• [Task instructions]:
Could you please retype all of the entries exactly as they appear?

• [Records to use]:
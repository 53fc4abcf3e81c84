use std::collections::HashSet;

use chrono::{DateTime, NaiveDate, NaiveDateTime};

use super::error::DataError;
use super::model::{
    Column, Dataset, Fill, ImputationSummary, OrderRecord, RawTable, SchemaColumn,
    FREIGHT_VALUE, ORDER_PURCHASE_TIMESTAMP, PAYMENT_VALUE, PRICE, PRODUCT_CATEGORY_NAME,
    PRODUCT_ID, PRODUCT_WEIGHT_G, QUANTITY, REQUIRED_COLUMNS, UNKNOWN_CATEGORY,
};

const DATETIME_FORMATS: [&str; 6] = [
    "%Y-%m-%d %H:%M:%S",
    "%Y-%m-%d %H:%M:%S%.f",
    "%Y-%m-%dT%H:%M:%S",
    "%Y-%m-%dT%H:%M:%S%.f",
    "%Y-%m-%d %H:%M",
    "%Y/%m/%d %H:%M:%S",
];

const DATE_FORMATS: [&str; 2] = ["%Y-%m-%d", "%Y/%m/%d"];

// ---------------------------------------------------------------------------
// Schema validation
// ---------------------------------------------------------------------------

/// Check that every required column is present, naming all that are not.
///
/// `quantity` is never required here; [`normalize`] synthesizes it.
pub fn validate_columns(raw: &RawTable) -> Result<(), DataError> {
    let missing: Vec<String> = REQUIRED_COLUMNS
        .iter()
        .filter(|name| raw.column_index(name).is_none())
        .map(|name| name.to_string())
        .collect();

    if missing.is_empty() {
        Ok(())
    } else {
        Err(DataError::MissingColumns(missing))
    }
}

// ---------------------------------------------------------------------------
// Normalization
// ---------------------------------------------------------------------------

/// Turn raw text cells into a typed, imputed [`Dataset`].
///
/// Steps, in order:
/// 1. timestamps parse or become `None` (rows are never dropped)
/// 2. blank categories become [`UNKNOWN_CATEGORY`]
/// 3. `price`, `freight_value`, `product_weight_g`: unparseable cells are
///    replaced by the mean of the cells that did parse, column by column
/// 4. a missing `quantity` column is synthesized as 1 for every row
pub fn normalize(raw: &RawTable) -> Result<Dataset, DataError> {
    validate_columns(raw)?;

    let (mut columns, passthrough_idx) = build_schema(&raw.headers);
    let col = |name: &str| raw.column_index(name);
    let n_rows = raw.rows.len();

    let ts_idx = col(ORDER_PURCHASE_TIMESTAMP);
    let cat_idx = col(PRODUCT_CATEGORY_NAME);
    let pid_idx = col(PRODUCT_ID);
    let payment_idx = col(PAYMENT_VALUE);
    let quantity_idx = col(QUANTITY);

    let text = |row: usize, idx: Option<usize>| idx.map(|i| raw.cell(row, i)).unwrap_or("");

    let mut imputation = Vec::with_capacity(3);
    let mut numeric = |name: &'static str| {
        let parsed: Vec<Option<f64>> = (0..n_rows)
            .map(|row| parse_number(text(row, col(name))))
            .collect();
        let (values, summary) = impute_mean(name, parsed);
        imputation.push(summary);
        values
    };
    let prices = numeric(PRICE);
    let freights = numeric(FREIGHT_VALUE);
    let weights = numeric(PRODUCT_WEIGHT_G);

    let quantity_synthesized = quantity_idx.is_none();
    if quantity_synthesized {
        columns.push(SchemaColumn {
            name: QUANTITY.to_string(),
            kind: Column::Quantity,
        });
    }

    let mut unparsed_timestamps = 0usize;
    let records: Vec<OrderRecord> = (0..n_rows)
        .map(|row| {
            let raw_ts = text(row, ts_idx);
            let timestamp = parse_timestamp(raw_ts);
            if timestamp.is_none() {
                unparsed_timestamps += 1;
            }

            let category = text(row, cat_idx);
            let category = if category.trim().is_empty() {
                UNKNOWN_CATEGORY.to_string()
            } else {
                category.to_string()
            };

            let quantity = match quantity_idx {
                Some(i) => parse_number(raw.cell(row, i)),
                None => Some(1.0),
            };

            OrderRecord {
                timestamp,
                product_id: text(row, pid_idx).to_string(),
                category,
                price: prices[row],
                freight_value: freights[row],
                product_weight_g: weights[row],
                payment_value: parse_number(text(row, payment_idx)),
                quantity,
                passthrough: passthrough_idx
                    .iter()
                    .map(|&i| raw.cell(row, i).to_string())
                    .collect(),
            }
        })
        .collect();

    if unparsed_timestamps > 0 {
        log::warn!(
            "{unparsed_timestamps} of {n_rows} rows have an unparseable \
             {ORDER_PURCHASE_TIMESTAMP}; \
             they are excluded from date-filtered views"
        );
    }
    for summary in &imputation {
        match summary.fill {
            Fill::ZeroFallback => log::warn!("{summary}"),
            Fill::Mean(_) if summary.imputed > 0 => log::info!("{summary}"),
            Fill::Mean(_) => {}
        }
    }

    Ok(Dataset::new(columns, records, imputation, quantity_synthesized))
}

/// Map source headers to typed columns. Returns the schema and, for each
/// passthrough column, its index in the raw table.
fn build_schema(headers: &[String]) -> (Vec<SchemaColumn>, Vec<usize>) {
    let mut seen = HashSet::new();
    let mut passthrough = Vec::new();

    let columns = headers
        .iter()
        .enumerate()
        .map(|(i, name)| {
            let known = match name.as_str() {
                ORDER_PURCHASE_TIMESTAMP => Some(Column::Timestamp),
                PRODUCT_CATEGORY_NAME => Some(Column::Category),
                PRODUCT_ID => Some(Column::ProductId),
                PRICE => Some(Column::Price),
                FREIGHT_VALUE => Some(Column::FreightValue),
                PRODUCT_WEIGHT_G => Some(Column::ProductWeight),
                PAYMENT_VALUE => Some(Column::PaymentValue),
                QUANTITY => Some(Column::Quantity),
                _ => None,
            };
            // Only the first occurrence of a duplicated header is typed.
            let kind = match known {
                Some(kind) if seen.insert(kind) => kind,
                _ => {
                    passthrough.push(i);
                    Column::Passthrough(passthrough.len() - 1)
                }
            };
            SchemaColumn {
                name: name.clone(),
                kind,
            }
        })
        .collect();

    (columns, passthrough)
}

/// Replace every `None` with the mean of the parsed values.
///
/// With no parsed values the mean is undefined: cells become 0.0 and the
/// summary says so with [`Fill::ZeroFallback`].
fn impute_mean(column: &'static str, parsed: Vec<Option<f64>>) -> (Vec<f64>, ImputationSummary) {
    let (sum, count) = parsed
        .iter()
        .flatten()
        .fold((0.0_f64, 0usize), |(s, n), v| (s + v, n + 1));

    let fill = if count == 0 {
        Fill::ZeroFallback
    } else {
        Fill::Mean(sum / count as f64)
    };

    let imputed = parsed.len() - count;
    let values = parsed
        .into_iter()
        .map(|v| v.unwrap_or(fill.value()))
        .collect();

    (
        values,
        ImputationSummary {
            column,
            parsed: count,
            imputed,
            fill,
        },
    )
}

/// Parse a decimal number. Blank, non-numeric and non-finite text is `None`.
pub fn parse_number(s: &str) -> Option<f64> {
    s.trim().parse::<f64>().ok().filter(|v| v.is_finite())
}

/// Parse common timestamp spellings; a bare date reads as midnight.
pub fn parse_timestamp(s: &str) -> Option<NaiveDateTime> {
    let s = s.trim();
    if s.is_empty() {
        return None;
    }
    for fmt in DATETIME_FORMATS {
        if let Ok(ts) = NaiveDateTime::parse_from_str(s, fmt) {
            return Some(ts);
        }
    }
    for fmt in DATE_FORMATS {
        if let Ok(d) = NaiveDate::parse_from_str(s, fmt) {
            return d.and_hms_opt(0, 0, 0);
        }
    }
    DateTime::parse_from_rfc3339(s).ok().map(|dt| dt.naive_local())
}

• [Reply]:
repository 53fc4abcf3e81c84
use std::collections::HashSet;

use chrono::{DateTime, NaiveDate, NaiveDateTime};

use super::error::DataError;
use super::model::{
    Column, Dataset, Fill, ImputationSummary, OrderRecord, RawTable, SchemaColumn,
    FREIGHT_VALUE, ORDER_PURCHASE_TIMESTAMP, PAYMENT_VALUE, PRICE, PRODUCT_CATEGORY_NAME,
    PRODUCT_ID, PRODUCT_WEIGHT_G, QUANTITY, REQUIRED_COLUMNS, UNKNOWN_CATEGORY,
};

const DATETIME_FORMATS: [&str; 6] = [
    "%Y-%m-%d %H:%M:%S",
    "%Y-%m-%d %H:%M:%S%.f",
    "%Y-%m-%dT%H:%M:%S",
    "%Y-%m-%dT%H:%M:%S%.f",
    "%Y-%m-%d %H:%M",
    "%Y/%m/%d %H:%M:%S",
];

const DATE_FORMATS: [&str; 2] = ["%Y-%m-%d", "%Y/%m/%d"];

// ---------------------------------------------------------------------------
// Schema validation
// ---------------------------------------------------------------------------

/// Check that every required column is present, naming all that are not.
///
/// `quantity` is never required here; [`normalize`] synthesizes it.
pub fn validate_columns(raw: &RawTable) -> Result<(), DataError> {
    let missing: Vec<String> = REQUIRED_COLUMNS
        .iter()
        .filter(|name| raw.column_index(name).is_none())
        .map(|name| name.to_string())
        .collect();

    if missing.is_empty() {
        Ok(())
    } else {
        Err(DataError::MissingColumns(missing))
    }
}

// ---------------------------------------------------------------------------
// Normalization
// ---------------------------------------------------------------------------

/// Turn raw text cells into a typed, imputed [`Dataset`].
///
/// Steps, in order:
/// 1. timestamps parse or become `None` (rows are never dropped)
/// 2. blank categories become [`UNKNOWN_CATEGORY`]
/// 3. `price`, `freight_value`, `product_weight_g`: unparseable cells are
///    replaced by the mean of the cells that did parse, column by column
/// 4. a missing `quantity` column is synthesized as 1 for every row
pub fn normalize(raw: &RawTable) -> Result<Dataset, DataError> {
    validate_columns(raw)?;

    let (mut columns, passthrough_idx) = build_schema(&raw.headers);
    let col = |name: &str| raw.column_index(name);
    let n_rows = raw.rows.len();

    let ts_idx = col(ORDER_PURCHASE_TIMESTAMP);
    let cat_idx = col(PRODUCT_CATEGORY_NAME);
    let pid_idx = col(PRODUCT_ID);
    let payment_idx = col(PAYMENT_VALUE);
    let quantity_idx = col(QUANTITY);

    let text = |row: usize, idx: Option<usize>| idx.map(|i| raw.cell(row, i)).unwrap_or("");

    let mut imputation = Vec::with_capacity(3);
    let mut numeric = |name: &'static str| {
        let parsed: Vec<Option<f64>> = (0..n_rows)
            .map(|row| parse_number(text(row, col(name))))
            .collect();
        let (values, summary) = impute_mean(name, parsed);
        imputation.push(summary);
        values
    };
    let prices = numeric(PRICE);
    let freights = numeric(FREIGHT_VALUE);
    let weights = numeric(PRODUCT_WEIGHT_G);

    let quantity_synthesized = quantity_idx.is_none();
    if quantity_synthesized {
        columns.push(SchemaColumn {
            name: QUANTITY.to_string(),
            kind: Column::Quantity,
        });
    }

    let mut unparsed_timestamps = 0usize;
    let records: Vec<OrderRecord> = (0..n_rows)
        .map(|row| {
            let raw_ts = text(row, ts_idx);
            let timestamp = parse_timestamp(raw_ts);
            if timestamp.is_none() {
                unparsed_timestamps += 1;
            }

            let category = text(row, cat_idx);
            let category = if category.trim().is_empty() {
                UNKNOWN_CATEGORY.to_string()
            } else {
                category.to_string()
            };

            let quantity = match quantity_idx {
                Some(i) => parse_number(raw.cell(row, i)),
                None => Some(1.0),
            };

            OrderRecord {
                timestamp,
                product_id: text(row, pid_idx).to_string(),
                category,
                price: prices[row],
                freight_value: freights[row],
                product_weight_g: weights[row],
                payment_value: parse_number(text(row, payment_idx)),
                quantity,
                passthrough: passthrough_idx
                    .iter()
                    .map(|&i| raw.cell(row, i).to_string())
                    .collect(),
            }
        })
        .collect();

    if unparsed_timestamps > 0 {
        log::warn!(
            "{unparsed_timestamps} of {n_rows} rows have an unparseable \
             {ORDER_PURCHASE_TIMESTAMP}; \
             they are excluded from date-filtered views"
        );
    }
    for summary in &imputation {
        match summary.fill {
            Fill::ZeroFallback => log::warn!("{summary}"),
            Fill::Mean(_) if summary.imputed > 0 => log::info!("{summary}"),
            Fill::Mean(_) => {}
        }
    }

    Ok(Dataset::new(columns, records, imputation, quantity_synthesized))
}

/// Map source headers to typed columns. Returns the schema and, for each
/// passthrough column, its index in the raw table.
fn build_schema(headers: &[String]) -> (Vec<SchemaColumn>, Vec<usize>) {
    let mut seen = HashSet::new();
    let mut passthrough = Vec::new();

    let columns = headers
        .iter()
        .enumerate()
        .map(|(i, name)| {
            let known = match name.as_str() {
                ORDER_PURCHASE_TIMESTAMP => Some(Column::Timestamp),
                PRODUCT_CATEGORY_NAME => Some(Column::Category),
                PRODUCT_ID => Some(Column::ProductId),
                PRICE => Some(Column::Price),
                FREIGHT_VALUE => Some(Column::FreightValue),
                PRODUCT_WEIGHT_G => Some(Column::ProductWeight),
                PAYMENT_VALUE => Some(Column::PaymentValue),
                QUANTITY => Some(Column::Quantity),
                _ => None,
            };
            // Only the first occurrence of a duplicated header is typed.
            let kind = match known {
                Some(kind) if seen.insert(kind) => kind,
                _ => {
                    passthrough.push(i);
                    Column::Passthrough(passthrough.len() - 1)
                }
            };
            SchemaColumn {
                name: name.clone(),
                kind,
            }
        })
        .collect();

    (columns, passthrough)
}

/// Replace every `None` with the mean of the parsed values.
///
/// With no parsed values the mean is undefined: cells become 0.0 and the
/// summary says so with [`Fill::ZeroFallback`].
fn impute_mean(column: &'static str, parsed: Vec<Option<f64>>) -> (Vec<f64>, ImputationSummary) {
    let (sum, count) = parsed
        .iter()
        .flatten()
        .fold((0.0_f64, 0usize), |(s, n), v| (s + v, n + 1));

    let fill = if count == 0 {
        Fill::ZeroFallback
    } else {
        Fill::Mean(sum / count as f64)
    };

    let imputed = parsed.len() - count;
    let values = parsed
        .into_iter()
        .map(|v| v.unwrap_or(fill.value()))
        .collect();

    (
        values,
        ImputationSummary {
            column,
            parsed: count,
            imputed,
            fill,
        },
    )
}

/// Parse a decimal number. Blank, non-numeric and non-finite text is `None`.
pub fn parse_number(s: &str) -> Option<f64> {
    s.trim().parse::<f64>().ok().filter(|v| v.is_finite())
}

/// Parse common timestamp spellings; a bare date reads as midnight.
pub fn parse_timestamp(s: &str) -> Option<NaiveDateTime> {
    let s = s.trim();
    if s.is_empty() {
        return None;
    }
    for fmt in DATETIME_FORMATS {
        if let Ok(ts) = NaiveDateTime::parse_from_str(s, fmt) {
            return Some(ts);
        }
    }
    for fmt in DATE_FORMATS {
        if let Ok(d) = NaiveDate::parse_from_str(s, fmt) {
            return d.and_hms_opt(0, 0, 0);
        }
    }
    DateTime::parse_from_rfc3339(s).ok().map(|dt| dt.naive_local())
}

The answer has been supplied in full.